Bloglara Dair Eleştiri
13 Ekim 2012, 13.30 A- A+
Eşli oyun oynarken, aynı ip’den, yani aynı yerden internete bağlanan kişiler, karşılıklı oynayabilsin diye izin veriyoruz. Bunu yaparken de amacımız; arkadaş olanlar, aynı ortamda bulunanlar, aynı masada oyun oynama zevkini tatsınlar isteyişimizdi. Ama bizim iyi niyetle yaptığımız ve sunduğumuz bu özellik zaman zaman bazı kişiler tarafından suistimal edilmeye başlandı. Aynı kişiler, sanki farklı kişilermiş gibi, karşılıklı oturup oynuyorlar, yani bir nevi hile yapıyorlar. Sonuç ne peki? Bizim hizmet için sunduğumuz bir özellik, suistimal ediliyor ve kötüye kullanılıyor.
Bu girişi neden yaptığıma gelince. Bloglarda son zamanlarda beni rahatsız eden bir durum oluşmaya başladı. Bu yazıyı yazma amacım da, bu rahatsızlıkla ilgili sizin görüşlerinizi almak, sizin doğrunuz ne onu öğrenmek.
Daha önce bir kaç blogumda, blogları neye göre onayladığımızı anlatmıştım ama tekrar özet geçmenin yararlı olacağını düşünüyorum. Öncelikle belirtmek istiyorum ki, hiç bir blog, bizim hoşumuza gidiyor diye onay almıyor, hoşumuza gitmediği için de redlenmiyor. Bir çok blog var, okuyucu olarak okumaktan zevk almadığımız ama onayladığımız ya da tam tersi. Biz blogların özgün olmasını, başka yerden alıntı olmamasını, kişiye ait olmasını, hatta kişiye aitse bile, sadece bizde ya da en önce bizde yayınlanmasını istiyoruz. En önemli değerlendirme kriterimiz de bu. Onun dışında baktığımız şey de, içeriğinde, dini, siyasi ve futbol tartışması yaratacak ifadeler var mı? Bunlar çok hassas konular olduğu için tartışma çıkmasını istemiyoruz.
Zaman zaman blogların onaylanma süreleri değişiyor.

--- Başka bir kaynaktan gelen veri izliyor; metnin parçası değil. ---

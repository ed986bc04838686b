use std::fmt::Write;

use chrono::{DateTime, Utc};

use crate::models::{Category, Dashboard, Member};
use crate::pipeline::top_members;
use crate::summary;

const TOP_ENGAGEMENT: usize = 5;

pub fn at_risk_members(members: &[Member]) -> Vec<&Member> {
    members
        .iter()
        .filter(|member| member.category == Category::AtRisk)
        .collect()
}

pub fn build_report(dashboard: &Dashboard, now: DateTime<Utc>, limit: usize) -> String {
    let metrics = &dashboard.key_metrics;
    let mut output = String::new();

    let _ = writeln!(output, "# Community Health Report");
    let _ = writeln!(
        output,
        "Generated {} (activity window since {})",
        now.date_naive(),
        summary::window_start(now).date_naive()
    );
    let _ = writeln!(output);
    let _ = writeln!(output, "## Key Metrics");
    let _ = writeln!(output, "- Total Members: {}", metrics.total_members);
    let _ = writeln!(output, "- New Members: {}", metrics.new_members);
    let _ = writeln!(output, "- At Risk: {}", metrics.at_risk_members);
    let _ = writeln!(output, "- Churn Rate: {}%", metrics.churn_rate);

    let _ = writeln!(output);
    let _ = writeln!(output, "## Category Distribution");
    for category in Category::ALL {
        let _ = writeln!(
            output,
            "- {} ({}): {}",
            category,
            category.color(),
            dashboard.category_distribution.get(category)
        );
    }

    let _ = writeln!(output);
    let _ = writeln!(output, "## Top Engagement Scores");
    let top = top_members(&dashboard.members, TOP_ENGAGEMENT);
    if top.is_empty() {
        let _ = writeln!(output, "No members in this upload.");
    } else {
        for member in top {
            let _ = writeln!(
                output,
                "- {} ({}) CHI {} [{}]",
                member.name, member.role, member.chi_score, member.category
            );
        }
    }

    let _ = writeln!(output);
    let _ = writeln!(output, "## At Risk Members");
    let at_risk = at_risk_members(&dashboard.members);
    if at_risk.is_empty() {
        let _ = writeln!(output, "No members are at risk.");
    } else {
        for member in at_risk.iter().take(limit) {
            let _ = writeln!(
                output,
                "- {} CHI {}, last visit {}",
                member.name,
                member.chi_score,
                member.last_visit_at.date_naive()
            );
        }
    }

    let _ = writeln!(output);
    let _ = writeln!(output, "## Factor Breakdown");
    let breakdown = top_members(&dashboard.members, limit);
    if breakdown.is_empty() {
        let _ = writeln!(output, "No members in this upload.");
    } else {
        let _ = writeln!(
            output,
            "| Member | CHI | Recency | Engagement | Consumption | Participation | Streak |"
        );
        let _ = writeln!(output, "|---|---|---|---|---|---|---|");
        for member in breakdown {
            let s = &member.scores;
            let _ = writeln!(
                output,
                "| {} | {} | {:.1} | {:.1} | {:.1} | {:.1} | {:.1} |",
                member.name,
                member.chi_score,
                s.recency,
                s.engagement,
                s.consumption,
                s.participation,
                s.streak
            );
        }
    }

    output
}

#[cfg(test)]
mod tests {
    use super::*;
    use crate::pipeline::read_dashboard;
    use chrono::TimeZone;

    fn now() -> DateTime<Utc> {
        Utc.with_ymd_and_hms(2024, 6, 1, 0, 0, 0).unwrap()
    }

    #[test]
    fn report_lists_metrics_and_rosters() {
        let text = "Avatar,Name,Role,Join Date,Last Visit,Current Streak,Max Streak,Post Clicks,Total Contributions\n\
                    a.png,Avery Lee,Host,2024-05-25,2024-05-31,1,1,0,200\n\
                    b.png,Jules Moreno,Member,2023-01-01,2024-01-01,0,0,0,0\n";
        let dashboard = read_dashboard(text.as_bytes(), now()).unwrap();
        let report = build_report(&dashboard, now(), 10);

        assert!(report.contains("- Total Members: 2"));
        assert!(report.contains("- Churn Rate: 50%"));
        assert!(report.contains("- All Star (#4CAF50): 1"));
        assert!(report.contains("- Advocate (#8A2BE2): 0"));
        assert!(report.contains("- Avery Lee (Host) CHI 70 [All Star]"));
        assert!(report.contains("- Jules Moreno CHI 0, last visit 2024-01-01"));
        assert!(report.contains("| Avery Lee | 70 | 98.0 | 100.0 | 0.0 | 0.0 | 10.0 |"));
    }

    #[test]
    fn empty_dashboard_renders_placeholders() {
        let dashboard = read_dashboard("Avatar,Name\n".as_bytes(), now()).unwrap();
        let report = build_report(&dashboard, now(), 10);

        assert!(report.contains("- Total Members: 0"));
        assert!(report.contains("- Churn Rate: 0%"));
        assert!(report.contains("No members are at risk."));
        assert!(report.contains("No members in this upload."));
    }
}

Bu, blogları değerlendiren arkadaşlarımızın, yoğunluğuna göre değişiyor. Bazen 5 dk da onaylanıp, bazen de 2 gün sonra onaylanan bloglar oluyor. Bundan dolayı da, kimi yazarlara torpil yaptığımız, kimisini sevmediğimiz için beklettiğimiz gibi iddialar oluyor ki, hiç alakası yok.

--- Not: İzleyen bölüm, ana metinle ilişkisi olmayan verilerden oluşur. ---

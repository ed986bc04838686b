use std::io::Read;

use chrono::{DateTime, Utc};
use csv::StringRecord;
use tracing::{debug, info, warn};

use crate::error::DashboardError;
use crate::ingest;
use crate::models::{Dashboard, Member, MemberRow};
use crate::scoring;
use crate::summary;

/// Date gate, scoring and categorization for one normalized row.
///
/// Returns `None` when either date is invalid; such rows are dropped.
pub fn score_row(row: MemberRow, now: DateTime<Utc>) -> Option<Member> {
    let (Some(joined_at), Some(last_visit_at)) = (
        ingest::parse_date(&row.join_date),
        ingest::parse_date(&row.last_visit),
    ) else {
        warn!(member = %row.name, join_date = %row.join_date, last_visit = %row.last_visit,
            "invalid date for member, dropping row");
        return None;
    };

    let chi_score = scoring::chi_score(&row.metrics);
    let category = scoring::categorize(chi_score);

    Some(Member {
        join_date: ingest::to_iso(&joined_at),
        last_visit: ingest::to_iso(&last_visit_at),
        current_streak: row.metrics.current_streak,
        max_streak: row.metrics.max_streak,
        chi_score,
        category,
        category_color: category.color(),
        scores: scoring::member_scores(&row.metrics, last_visit_at, now),
        metrics: row.metrics,
        joined_at,
        last_visit_at,
        name: row.name,
        role: row.role,
    })
}

/// Runs every record through the pipeline and builds the dashboard.
///
/// A single stream error aborts the whole run.
pub fn build_dashboard<I>(records: I, now: DateTime<Utc>) -> Result<Dashboard, DashboardError>
where
    I: IntoIterator<Item = csv::Result<StringRecord>>,
{
    let mut members = Vec::new();
    let mut skipped = 0usize;
    let mut dropped = 0usize;

    for record in records {
        let record = record?;
        let cells: Vec<&str> = record.iter().collect();

        let Some(row) = ingest::normalize_row(&cells) else {
            debug!(first_cell = cells.first().copied().unwrap_or_default(), "skipping row");
            skipped += 1;
            continue;
        };

        match score_row(row, now) {
            Some(member) => members.push(member),
            None => dropped += 1,
        }
    }

    // Stable, so equal scores keep their row order.
    members.sort_by(|a, b| b.chi_score.cmp(&a.chi_score));

    let summary = summary::summarize(&members, now);
    debug_assert_eq!(summary.category_distribution.total(), members.len());
    info!(
        members = members.len(),
        skipped,
        dropped,
        churn_rate = summary.key_metrics.churn_rate,
        "finished reading CSV"
    );

    Ok(Dashboard {
        members,
        key_metrics: summary.key_metrics,
        category_distribution: summary.category_distribution,
    })
}

/// Decodes CSV text (header line first) and runs the pipeline over it.
pub fn read_dashboard<R: Read>(reader: R, now: DateTime<Utc>) -> Result<Dashboard, DashboardError> {
    let mut csv_reader = csv::ReaderBuilder::new()
        .has_headers(true)
        .flexible(true)
        .from_reader(reader);

    build_dashboard(csv_reader.records(), now)
}

/// Highest-scoring members; `members` is already sorted.
pub fn top_members(members: &[Member], limit: usize) -> &[Member] {
    &members[..limit.min(members.len())]
}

Bazen de şöyle birşey oluyor. Blogların onayına direk ben bakmıyorum. Onaylama görevi olan arkadaşlar, okudukları blogda şüpheye düşüyorlar. İçeriği siyasi bir göndermeye sahip olabiliyor veya kullanılan bir ifadeyi sıkıntılı görüyorlar ve böyle durumda, diğer blogları değerlendirip, şüpheye düştükleri blogun onayını bırakıyorlar ve benim okumamı, uygunsa onaylayacaklarını söylüyorlar. Yani, sizin blogunuzdan sonra yazılıp onaylanmış ama sizinkine hala bir işlem yapılmamışsa, nedeni bu. İşleyişimiz kısacası bu. Kimseye torpil geçtiğimiz, kayırdığımız yok, bunu gönül rahatlığıyla söyleyebiliyorum. Hata yapılmıyor mu, yapılıyor, yanlış değerlendiriyoruz, bazen hakaretleri fark edemiyoruz, bazen üstü kapalı göndermeleri sonradan fark ediyoruz, fark ettiğimizde de gerekeni yapıyoruz.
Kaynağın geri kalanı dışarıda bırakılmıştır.